The Guardian Contract and Lock Registry are exciting new mechanisms for securing your NFTs! The new system comes from the CyberKongz developers and will give users the ability to secure the NFTs in their hot wallets. Significantly this will provide much-needed security against scams.
About The Guardian Contract and how it can secure your NFTs
To sum up, this new method of on-chain two-factor authentication (2FA) comes from the devs for the CyberKongz NFT collection. In particular, the project’s solidity dev Owl (@OwlOfMoistness on Twitter), outlined how this new system came to be as a result of an incident with the VX CyberKongz.

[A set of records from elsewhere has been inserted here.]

//! Operation signing through a remote signer.
//!
//! Private keys never live in this process. Signing requests go to a signer
//! that speaks the Tezos remote-signer HTTP protocol (`octez-signer`, `signatory`
//! and compatible services).

use std::time::Duration;

use async_trait::async_trait;
use reqwest::Client;
use serde::Deserialize;
use tz402::TezosAddress;
use url::Url;

use crate::ledger::LedgerError;

/// Watermark prefixed to manager operation bytes before signing.
pub const GENERIC_OPERATION_WATERMARK: u8 = 0x03;

/// Length of a raw Ed25519 / secp256k1 / P-256 signature.
pub const RAW_SIGNATURE_LEN: usize = 64;

/// Signs forged operations on behalf of one identity.
#[async_trait]
pub trait OperationSigner: Send + Sync {
    /// Base58 public key of the identity, used to reveal it.
    async fn public_key(&self) -> Result<String, LedgerError>;

    /// Signs forged operation bytes (without watermark), returning the raw signature.
    async fn sign(&self, forged: &[u8]) -> Result<[u8; RAW_SIGNATURE_LEN], LedgerError>;
}

#[derive(Deserialize)]
struct PublicKeyResponse {
    public_key: String,
}

#[derive(Deserialize)]
struct SignatureResponse {
    signature: String,
}

/// HTTP client for a remote signer holding the key of `address`.
#[derive(Debug, Clone)]
pub struct RemoteSigner {
    http: Client,
    key_url: Url,
}

impl RemoteSigner {
    /// Creates a signer client for `address` on the signer at `base`.
    ///
    /// # Errors
    ///
    /// Returns [`LedgerError`] if the HTTP client cannot be built or the URL is unusable.
    pub fn new(base: &Url, address: &TezosAddress, timeout: Duration) -> Result<Self, LedgerError> {
        let http = Client::builder().timeout(timeout).build()?;
        let mut base = base.clone();
        if !base.path().ends_with('/') {
            let path = format!("{}/", base.path());
            base.set_path(&path);
        }
        let key_url = base
            .join(&format!("keys/{address}"))
            .map_err(|e| LedgerError::Signer(format!("invalid signer URL: {e}")))?;
        Ok(Self { http, key_url })
    }
}

#[async_trait]
impl OperationSigner for RemoteSigner {
    async fn public_key(&self) -> Result<String, LedgerError> {
        let response = self.http.get(self.key_url.clone()).send().await?;
        let status = response.status();
        if !status.is_success() {
            let body = response.text().await.unwrap_or_default();
            return Err(LedgerError::Signer(format!("public key lookup: {status}: {body}")));
        }
        let key: PublicKeyResponse = response
            .json()
            .await
            .map_err(|e| LedgerError::Signer(format!("public key lookup: {e}")))?;
        Ok(key.public_key)
    }

    async fn sign(&self, forged: &[u8]) -> Result<[u8; RAW_SIGNATURE_LEN], LedgerError> {
        let mut payload = Vec::with_capacity(forged.len() + 1);
        payload.push(GENERIC_OPERATION_WATERMARK);
        payload.extend_from_slice(forged);

        let response = self
            .http
            .post(self.key_url.clone())
            .json(&hex::encode(payload))
            .send()
            .await?;
        let status = response.status();
        if !status.is_success() {
            let body = response.text().await.unwrap_or_default();
            return Err(LedgerError::Signer(format!("signing refused: {status}: {body}")));
        }
        let signed: SignatureResponse = response
            .json()
            .await
            .map_err(|e| LedgerError::Signer(format!("signature response: {e}")))?;
        decode_signature(&signed.signature)
    }
}

/// Extracts the raw 64 bytes from a base58check signature (`edsig…`, `spsig1…`, `p2sig…`, `sig…`).
///
/// # Errors
///
/// Returns [`LedgerError::Signer`] if the string is not valid base58check or is too short.
pub fn decode_signature(encoded: &str) -> Result<[u8; RAW_SIGNATURE_LEN], LedgerError> {
    let bytes = bs58::decode(encoded)
        .with_check(None)
        .into_vec()
        .map_err(|e| LedgerError::Signer(format!("invalid signature encoding: {e}")))?;
    let start = bytes
        .len()
        .checked_sub(RAW_SIGNATURE_LEN)
        .ok_or_else(|| LedgerError::Signer(format!("signature too short: {encoded}")))?;
    let mut raw = [0u8; RAW_SIGNATURE_LEN];
    raw.copy_from_slice(&bytes[start..]);
    Ok(raw)
}
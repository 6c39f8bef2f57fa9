//! Tezos wallet MCP server.
//!
//! # Usage
//!
//! ```bash
//! # Run with default config (tz402.toml in current directory)
//! cargo run -p tz402-mcp --release
//!
//! # Run with a custom config path
//! tz402-mcp --config /path/to/tz402.toml
//!
//! # Configure logging level (logs go to stderr)
//! RUST_LOG=debug tz402-mcp
//! ```
//!
//! # Environment Variables
//!
//! - `CONFIG` - Path to the TOML configuration file (default: `tz402.toml`)
//! - `TEZOS_RPC_URL`, `TEZOS_SIGNER_URL`, `TEZOS_ADDRESS`, `TEZOS_NETWORK`
//! - `RUST_LOG` - Log level filter (default: `info`)
//!
//! A `.env` file in the working directory is loaded first.

use std::sync::Arc;

use clap::Parser;
use tracing_subscriber::EnvFilter;
use tz402_http::PaymentRetryFlow;
use tz402_tezos::{LedgerClient, RemoteSigner, RpcLedger, TezosRpc};

use tz402_mcp::config::DEFAULT_CONFIG_PATH;
use tz402_mcp::{McpServer, ServerConfig, ToolContext, tools};

/// MCP server exposing a Tezos wallet and the HTTP 402 payment flow.
#[derive(Parser, Debug)]
#[command(name = "tz402-mcp")]
#[command(author, version, about, long_about = None)]
struct Cli {
    /// Path to the TOML configuration file.
    #[arg(long, env = "CONFIG", default_value = DEFAULT_CONFIG_PATH)]
    config: String,

    /// Log filter used when `RUST_LOG` is unset.
    #[arg(long, default_value = "info")]
    log_level: String,
}

#[tokio::main]
async fn main() {
    dotenvy::dotenv().ok();
    let cli = Cli::parse();

    tracing_subscriber::fmt()
        .with_env_filter(
            EnvFilter::try_from_default_env().unwrap_or_else(|_| EnvFilter::new(&cli.log_level)),
        )
        .with_writer(std::io::stderr)
        .init();

    if let Err(e) = run(&cli).await {
        tracing::error!("Server failed: {e}");
        std::process::exit(1);
    }
}

async fn run(cli: &Cli) -> Result<(), Box<dyn std::error::Error>> {
    let config = ServerConfig::load_from(&cli.config)?;
    let address = config.address()?;
    tracing::info!(
        network = %config.network,
        address = %address,
        confirmations = config.confirmations,
        "Loaded configuration"
    );

    let rpc = TezosRpc::new(config.rpc_url()?, config.rpc_timeout())?;
    let signer = RemoteSigner::new(&config.signer_url()?, &address, config.rpc_timeout())?;
    let ledger: Arc<dyn LedgerClient> = Arc::new(
        RpcLedger::new(rpc, Arc::new(signer), address)
            .with_fees(config.fees)
            .with_confirmation_policy(config.confirmation),
    );

    if config.token.is_none() {
        tracing::warn!("No token contract configured; transfer_token will fail");
    }
    if config.swap.is_none() {
        tracing::warn!("No swap contract configured; swap_xtz_for_tokens will fail");
    }

    let flow = PaymentRetryFlow::new(Arc::clone(&ledger)).with_config(config.flow_config());
    let context = ToolContext {
        ledger,
        network: config.network.clone(),
        confirmations: config.confirmations,
        token: config.token.clone(),
        swap: config.swap.clone(),
    };
    let registry = tools::registry(Arc::new(context), Arc::new(flow));
    tracing::info!(tools = ?registry.names(), "Serving on stdio");

    McpServer::new(registry).run_stdio().await?;
    Ok(())
}
#![cfg_attr(docsrs, feature(doc_auto_cfg))]

//! Tezos chain support for the 402 payment flow.
//!
//! The payment flow depends only on the [`LedgerClient`] and [`BalanceOracle`]
//! traits. This crate defines them and provides [`RpcLedger`], an
//! implementation that talks to a Tezos node over its JSON RPC and delegates
//! signing to a remote signer, so no secret key ever lives in this process.
//!
//! # Architecture
//!
//! - [`ledger`] - Collaborator traits, transfer operations and [`LedgerError`]
//! - [`rpc`] - Node RPC client (balances, counters, forge, inject, block operations)
//! - [`signer`] - Remote signer client and signature decoding
//! - [`wallet`] - [`RpcLedger`], the wallet capability bound to one identity
//! - [`michelson`] - Entrypoint parameters for FA2 transfers and swaps
//! - [`config`] - Fee limits and confirmation policy
//!
//! # Feature Flags
//!
//! - `telemetry` - `tracing` spans and events on node round-trips
//!
//! # Usage
//!
//! ```ignore
//! use std::sync::Arc;
//! use std::time::Duration;
//! use tz402_tezos::{LedgerClient, RemoteSigner, RpcLedger, TezosRpc, TransferOperation};
//!
//! let address = "tz1...".parse()?;
//! let rpc = TezosRpc::new("https://rpc.ghostnet.teztnets.com".parse()?, Duration::from_secs(30))?;
//! let signer = RemoteSigner::new(&"http://localhost:6732".parse()?, &address, Duration::from_secs(30))?;
//! let ledger = RpcLedger::new(rpc, Arc::new(signer), address);
//!
//! let op = TransferOperation::native("tz1...".parse()?, 100_000.into());
//! let confirmed = ledger.transfer_and_confirm(op, 3).await?;
//! ```

pub mod config;
pub mod ledger;
pub mod michelson;
pub mod rpc;
pub mod signer;
pub mod wallet;

pub use config::{ConfirmationPolicy, FeeConfig, OperationLimits};
pub use ledger::{
    BalanceOracle, ContractCall, LedgerClient, LedgerError, OperationHash, SubmittedTransfer,
    TransferOperation,
};
pub use rpc::TezosRpc;
pub use signer::{OperationSigner, RemoteSigner};
pub use wallet::RpcLedger;
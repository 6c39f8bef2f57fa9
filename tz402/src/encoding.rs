//! Base64 encoding and decoding utilities.
//!
//! Payment proofs and counter-proofs travel in HTTP headers as base64-encoded
//! JSON. [`Base64Bytes`] wraps that representation.

use base64::Engine;
use base64::engine::general_purpose::STANDARD as b64;
use serde::Serialize;
use serde::de::DeserializeOwned;
use std::fmt::Display;

/// A wrapper for base64-encoded byte data.
#[derive(Debug, Clone, PartialEq, Eq)]
pub struct Base64Bytes(pub Vec<u8>);

impl Base64Bytes {
    /// Decodes the base64 string bytes to raw binary data.
    ///
    /// Surrounding whitespace is ignored.
    ///
    /// # Errors
    ///
    /// Returns an error if the data is not valid base64.
    pub fn decode(&self) -> Result<Vec<u8>, base64::DecodeError> {
        b64.decode(self.0.trim_ascii())
    }

    /// Encodes raw binary data into base64 string bytes.
    pub fn encode<T: AsRef<[u8]>>(input: T) -> Self {
        let encoded = b64.encode(input.as_ref());
        Self(encoded.into_bytes())
    }

    /// Serializes `value` to JSON and base64-encodes the result.
    ///
    /// # Errors
    ///
    /// Returns an error if `value` cannot be serialized.
    pub fn encode_json<T: Serialize>(value: &T) -> Result<Self, serde_json::Error> {
        let json = serde_json::to_vec(value)?;
        Ok(Self::encode(json))
    }

    /// Decodes base64 and parses the result as JSON.
    ///
    /// Returns `None` on either failure; callers treat undecodable headers as absent.
    #[must_use]
    pub fn decode_json<T: DeserializeOwned>(&self) -> Option<T> {
        let bytes = self.decode().ok()?;
        serde_json::from_slice(&bytes).ok()
    }
}

impl AsRef<[u8]> for Base64Bytes {
    fn as_ref(&self) -> &[u8] {
        &self.0
    }
}

impl From<&[u8]> for Base64Bytes {
    fn from(slice: &[u8]) -> Self {
        Self(slice.to_vec())
    }
}

impl From<&str> for Base64Bytes {
    fn from(s: &str) -> Self {
        Self(s.as_bytes().to_vec())
    }
}

impl Display for Base64Bytes {
    fn fmt(&self, f: &mut std::fmt::Formatter<'_>) -> std::fmt::Result {
        write!(f, "{}", String::from_utf8_lossy(&self.0))
    }
}

#[cfg(test)]
mod tests {
    use super::*;

    #[test]
    fn test_decode_json_tolerates_whitespace() {
        let encoded = Base64Bytes::encode_json(&serde_json::json!({"ok": true})).unwrap();
        let padded = Base64Bytes(format!("  {encoded}\n").into_bytes());
        let value: serde_json::Value = padded.decode_json().unwrap();
        assert_eq!(value["ok"], true);
    }

    #[test]
    fn test_decode_json_rejects_non_json() {
        let encoded = Base64Bytes::encode("not json");
        assert!(encoded.decode_json::<serde_json::Value>().is_none());
        assert!(Base64Bytes::from("%%%").decode_json::<serde_json::Value>().is_none());
    }
}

Basically, the CyberKongz team put together its Lock Registry as it would help owners when it came to staking their assets. Then, on the day that CyberKongz launched Play & Kollect, one holder had their seed phrase compromised. However, due to the Lock Registry, the hacker could not access the holder’s VX CyberKongz.

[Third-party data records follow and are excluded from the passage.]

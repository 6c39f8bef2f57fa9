//! Extraction of the payment requirement from a 402 response.
//!
//! Servers describe what they want in several shapes. Each shape has its own
//! parse attempt; attempts are pure, never fail, and are tried in a fixed
//! order until one yields a requirement.

use reqwest::header::HeaderMap;
use serde_json::Value;
use tz402::proto::{ExactScheme, NATIVE_ASSET};
use tz402::{Mutez, PaymentRequiredBody, PaymentRequirement};

use crate::constants::{
    DEFAULT_HEADER_NETWORK, PAYMENT_REQUIRED_HEADER, X_PAYMENT_ADDRESS_HEADER,
    X_PAYMENT_AMOUNT_HEADER, X_PAYMENT_ASSET_HEADER, X_PAYMENT_NETWORK_HEADER,
};
use crate::headers::decode_payment_required;

/// Where a payment requirement was found.
#[derive(Debug, Clone, PartialEq)]
pub enum RequirementSource {
    /// Body `accepts` list; the first Tezos option, else the first option.
    FromAcceptsList(PaymentRequirement),
    /// Body `paymentRequirements` field, or the body itself.
    FromSingleField(PaymentRequirement),
    /// Base64 JSON in the `PAYMENT-REQUIRED` header.
    FromEncodedHeader(PaymentRequirement),
    /// Plain `X-Payment-*` headers.
    FromHeaders(PaymentRequirement),
    /// Nothing usable.
    Unrecognized,
}

impl RequirementSource {
    /// Resolves the requirement of a 402 response.
    #[must_use]
    pub fn resolve(headers: &HeaderMap, body: &[u8]) -> Self {
        let json = serde_json::from_slice::<Value>(body).ok();
        if let Some(requirement) = json.as_ref().and_then(from_accepts_list) {
            return Self::FromAcceptsList(requirement);
        }
        if let Some(requirement) = json.as_ref().and_then(from_single_field) {
            return Self::FromSingleField(requirement);
        }
        if let Some(requirement) = from_encoded_header(headers) {
            return Self::FromEncodedHeader(requirement);
        }
        if let Some(requirement) = from_headers(headers) {
            return Self::FromHeaders(requirement);
        }
        Self::Unrecognized
    }

    /// Short name of the source, for logs.
    #[must_use]
    pub const fn name(&self) -> &'static str {
        match self {
            Self::FromAcceptsList(_) => "accepts_list",
            Self::FromSingleField(_) => "single_field",
            Self::FromEncodedHeader(_) => "encoded_header",
            Self::FromHeaders(_) => "headers",
            Self::Unrecognized => "unrecognized",
        }
    }

    /// The resolved requirement, if any.
    #[must_use]
    pub const fn requirement(&self) -> Option<&PaymentRequirement> {
        match self {
            Self::FromAcceptsList(r)
            | Self::FromSingleField(r)
            | Self::FromEncodedHeader(r)
            | Self::FromHeaders(r) => Some(r),
            Self::Unrecognized => None,
        }
    }

    /// Consumes the source, returning the requirement if any.
    #[must_use]
    pub fn into_requirement(self) -> Option<PaymentRequirement> {
        match self {
            Self::FromAcceptsList(r)
            | Self::FromSingleField(r)
            | Self::FromEncodedHeader(r)
            | Self::FromHeaders(r) => Some(r),
            Self::Unrecognized => None,
        }
    }
}

/// Reads the `accepts` list of a 402 body.
#[must_use]
pub fn from_accepts_list(body: &Value) -> Option<PaymentRequirement> {
    body.get("accepts")?.as_array()?;
    let parsed: PaymentRequiredBody = serde_json::from_value(body.clone()).ok()?;
    parsed.preferred().cloned()
}

/// Reads a single requirement: the `paymentRequirements` field (object or
/// list), or the body itself when it carries `payTo`. Options in a scheme
/// other than `"exact"` are not usable and read as absent.
#[must_use]
pub fn from_single_field(body: &Value) -> Option<PaymentRequirement> {
    match body.get("paymentRequirements") {
        Some(Value::Array(options)) => {
            let parsed = PaymentRequiredBody {
                accepts: options
                    .iter()
                    .filter_map(|o| serde_json::from_value(o.clone()).ok())
                    .collect(),
                ..PaymentRequiredBody::default()
            };
            parsed.preferred().cloned()
        }
        Some(single @ Value::Object(_)) => exact_option(single),
        _ if body.get("payTo").is_some() => exact_option(body),
        _ => None,
    }
}

fn exact_option(value: &Value) -> Option<PaymentRequirement> {
    serde_json::from_value::<PaymentRequirement>(value.clone())
        .ok()
        .filter(PaymentRequirement::is_exact_scheme)
}

/// Reads the base64 JSON `PAYMENT-REQUIRED` header, resolved like a body.
#[must_use]
pub fn from_encoded_header(headers: &HeaderMap) -> Option<PaymentRequirement> {
    let raw = headers.get(PAYMENT_REQUIRED_HEADER)?.to_str().ok()?;
    let value = decode_payment_required(raw).ok()?;
    from_accepts_list(&value).or_else(|| from_single_field(&value))
}

/// Reads the plain `X-Payment-*` headers.
///
/// Address and amount are mandatory; network and asset default to Tezos and XTZ.
#[must_use]
pub fn from_headers(headers: &HeaderMap) -> Option<PaymentRequirement> {
    let text = |name| header_text(headers, name);
    let pay_to = text(X_PAYMENT_ADDRESS_HEADER)?;
    let amount: Mutez = text(X_PAYMENT_AMOUNT_HEADER)?.parse().ok()?;
    Some(PaymentRequirement {
        scheme: ExactScheme::VALUE.to_owned(),
        network: text(X_PAYMENT_NETWORK_HEADER)
            .unwrap_or(DEFAULT_HEADER_NETWORK)
            .to_owned(),
        max_amount_required: amount,
        resource: String::new(),
        pay_to: pay_to.to_owned(),
        asset: text(X_PAYMENT_ASSET_HEADER)
            .unwrap_or(NATIVE_ASSET)
            .to_owned(),
        expiry: None,
        description: None,
        mime_type: None,
        max_timeout_seconds: None,
        output_schema: None,
        extra: None,
    })
}

fn header_text<'a>(headers: &'a HeaderMap, name: &str) -> Option<&'a str> {
    headers
        .get(name)
        .and_then(|v| v.to_str().ok())
        .map(str::trim)
        .filter(|v| !v.is_empty())
}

It’s important to note that the hacker might have been able to access the NFTs with a bit more time. This is where the addition of The Guardian Contract comes into play.

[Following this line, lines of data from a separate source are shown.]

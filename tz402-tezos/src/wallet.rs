//! [`RpcLedger`]: a [`LedgerClient`] backed by a Tezos node and a remote signer.
//!
//! Submitting an operation follows the usual manager-operation pipeline:
//!
//! 1. read the head block (branch) and the account counter,
//! 2. prepend a `reveal` if the account's public key is not yet on chain,
//! 3. forge the contents on the node,
//! 4. sign the forged bytes through the [`OperationSigner`],
//! 5. inject the signed operation.
//!
//! Confirmation walks the blocks above the submission level, looking for the
//! operation hash in the manager-operation pass, then waits until the head is
//! far enough above the including block.

use std::fmt;
use std::sync::Arc;

use async_trait::async_trait;
use tz402::{ConfirmedTransfer, Mutez, TezosAddress};
#[cfg(feature = "telemetry")]
use tracing::instrument;

use crate::config::{ConfirmationPolicy, FeeConfig, OperationLimits};
use crate::ledger::{BalanceOracle, LedgerClient, LedgerError, SubmittedTransfer, TransferOperation};
use crate::rpc::{ManagerFields, ManagerOperation, TezosRpc};
use crate::signer::OperationSigner;

/// Wallet capability bound to one Tezos identity.
#[derive(Clone)]
pub struct RpcLedger {
    rpc: TezosRpc,
    signer: Arc<dyn OperationSigner>,
    address: TezosAddress,
    fees: FeeConfig,
    policy: ConfirmationPolicy,
}

impl fmt::Debug for RpcLedger {
    fn fmt(&self, f: &mut fmt::Formatter<'_>) -> fmt::Result {
        f.debug_struct("RpcLedger")
            .field("node", &self.rpc.base_url().as_str())
            .field("address", &self.address)
            .field("fees", &self.fees)
            .field("policy", &self.policy)
            .finish_non_exhaustive()
    }
}

impl RpcLedger {
    /// Creates a ledger paying from `address`, whose key is held by `signer`.
    #[must_use]
    pub fn new(rpc: TezosRpc, signer: Arc<dyn OperationSigner>, address: TezosAddress) -> Self {
        Self {
            rpc,
            signer,
            address,
            fees: FeeConfig::default(),
            policy: ConfirmationPolicy::default(),
        }
    }

    /// Replaces the fee settings.
    #[must_use]
    pub const fn with_fees(mut self, fees: FeeConfig) -> Self {
        self.fees = fees;
        self
    }

    /// Replaces the confirmation policy.
    #[must_use]
    pub const fn with_confirmation_policy(mut self, policy: ConfirmationPolicy) -> Self {
        self.policy = policy;
        self
    }

    /// The underlying node client.
    #[must_use]
    pub const fn rpc(&self) -> &TezosRpc {
        &self.rpc
    }

    fn fields(&self, limits: OperationLimits, counter: u64) -> ManagerFields {
        ManagerFields {
            source: self.address.clone(),
            fee: limits.fee,
            counter,
            gas_limit: limits.gas_limit,
            storage_limit: limits.storage_limit,
        }
    }

    async fn build_contents(
        &self,
        operation: &TransferOperation,
    ) -> Result<Vec<ManagerOperation>, LedgerError> {
        let mut counter = self.rpc.counter(&self.address).await? + 1;
        let mut contents = Vec::with_capacity(2);

        if self.rpc.manager_key(&self.address).await?.is_none() {
            #[cfg(feature = "telemetry")]
            tracing::debug!(address = %self.address, "account not revealed, prepending reveal");
            let public_key = self.signer.public_key().await?;
            contents.push(ManagerOperation::Reveal {
                fields: self.fields(self.fees.reveal, counter),
                public_key,
            });
            counter += 1;
        }

        let limits = if operation.parameters.is_some() {
            self.fees.contract_call
        } else {
            self.fees.transfer
        };
        contents.push(ManagerOperation::Transaction {
            fields: self.fields(limits, counter),
            amount: operation.amount,
            destination: operation.destination.clone(),
            parameters: operation.parameters.clone(),
        });
        Ok(contents)
    }

    async fn await_confirmations(
        &self,
        submitted: &SubmittedTransfer,
        depth: u32,
    ) -> Result<ConfirmedTransfer, LedgerError> {
        let mut next_level = submitted.branch_level + 1;
        let mut included: Option<u64> = None;

        loop {
            let head = self.rpc.head_header().await?;

            if included.is_none() {
                while next_level <= head.level {
                    let operations = self.rpc.manager_operations(next_level).await?;
                    if let Some(op) = operations.iter().find(|op| op.hash == submitted.op_hash) {
                        if let Some(failure) = op.failure() {
                            return Err(LedgerError::Rejected(failure));
                        }
                        #[cfg(feature = "telemetry")]
                        tracing::debug!(op_hash = %submitted.op_hash, level = next_level, "operation included");
                        included = Some(next_level);
                        break;
                    }
                    next_level += 1;
                }
                if included.is_none()
                    && head.level > submitted.branch_level + self.policy.max_wait_blocks
                {
                    return Err(LedgerError::ConfirmationTimeout {
                        op_hash: submitted.op_hash.clone(),
                        reason: format!(
                            "not included within {} blocks",
                            self.policy.max_wait_blocks
                        ),
                    });
                }
            }

            if let Some(level) = included {
                let observed = head.level.saturating_sub(level) + 1;
                if observed >= u64::from(depth) {
                    return Ok(ConfirmedTransfer::new(
                        submitted.op_hash.clone(),
                        self.address.clone(),
                        submitted.operation.destination.clone(),
                        submitted.operation.amount,
                        level,
                        u32::try_from(observed).unwrap_or(u32::MAX),
                    ));
                }
            }

            tokio::time::sleep(self.policy.poll_interval()).await;
        }
    }
}

#[async_trait]
impl BalanceOracle for RpcLedger {
    #[cfg_attr(feature = "telemetry", instrument(skip_all, err, fields(address = %address)))]
    async fn balance(&self, address: &TezosAddress) -> Result<Mutez, LedgerError> {
        self.rpc.balance(address).await
    }
}

#[async_trait]
impl LedgerClient for RpcLedger {
    fn address(&self) -> &TezosAddress {
        &self.address
    }

    #[cfg_attr(feature = "telemetry", instrument(skip_all, err, fields(
        destination = %operation.destination,
        amount = %operation.amount
    )))]
    async fn submit(&self, operation: TransferOperation) -> Result<SubmittedTransfer, LedgerError> {
        let branch = self.rpc.head_header().await?;
        let contents = self.build_contents(&operation).await?;

        let forged_hex = self.rpc.forge_operations(&branch.hash, &contents).await?;
        let forged = hex::decode(&forged_hex)
            .map_err(|e| LedgerError::Decode(format!("forged operation is not hex: {e}")))?;
        let signature = self.signer.sign(&forged).await?;
        let signed_hex = format!("{forged_hex}{}", hex::encode(signature));

        let op_hash = self.rpc.inject_operation(&signed_hex).await?;
        #[cfg(feature = "telemetry")]
        tracing::info!(op_hash = %op_hash, branch_level = branch.level, "operation injected");

        Ok(SubmittedTransfer {
            op_hash,
            operation,
            branch_level: branch.level,
        })
    }

    #[cfg_attr(feature = "telemetry", instrument(skip_all, err, fields(op_hash = %submitted.op_hash, depth = depth)))]
    async fn confirm(
        &self,
        submitted: &SubmittedTransfer,
        depth: u32,
    ) -> Result<ConfirmedTransfer, LedgerError> {
        tokio::time::timeout(self.policy.timeout(), self.await_confirmations(submitted, depth))
            .await
            .map_err(|_| LedgerError::ConfirmationTimeout {
                op_hash: submitted.op_hash.clone(),
                reason: format!("no {depth} confirmations after {:?}", self.policy.timeout()),
            })?
    }
}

In essence, the Guardian Contract allows a user to set up an Ethereum address as the guardian for assets in a different address. Then the guardian, and only the guardian, has the power to lock, unlock, and unlock & transfer those NFTs.
What’s more, The Guardian Contract has an unlockAndtransfer call which can automatically transfer NFTs to a safe wallet. Obviously, this feature could be a lifesaver for people who have their wallets compromised through a hack or scam.
Overall this amazing feature could allow NFT owners to keep their NFTs in a hot wallet, while adding the security of a cold wallet on top. Given the growing number of NFT scams, the Guardian Contract could be an absolute game-changer.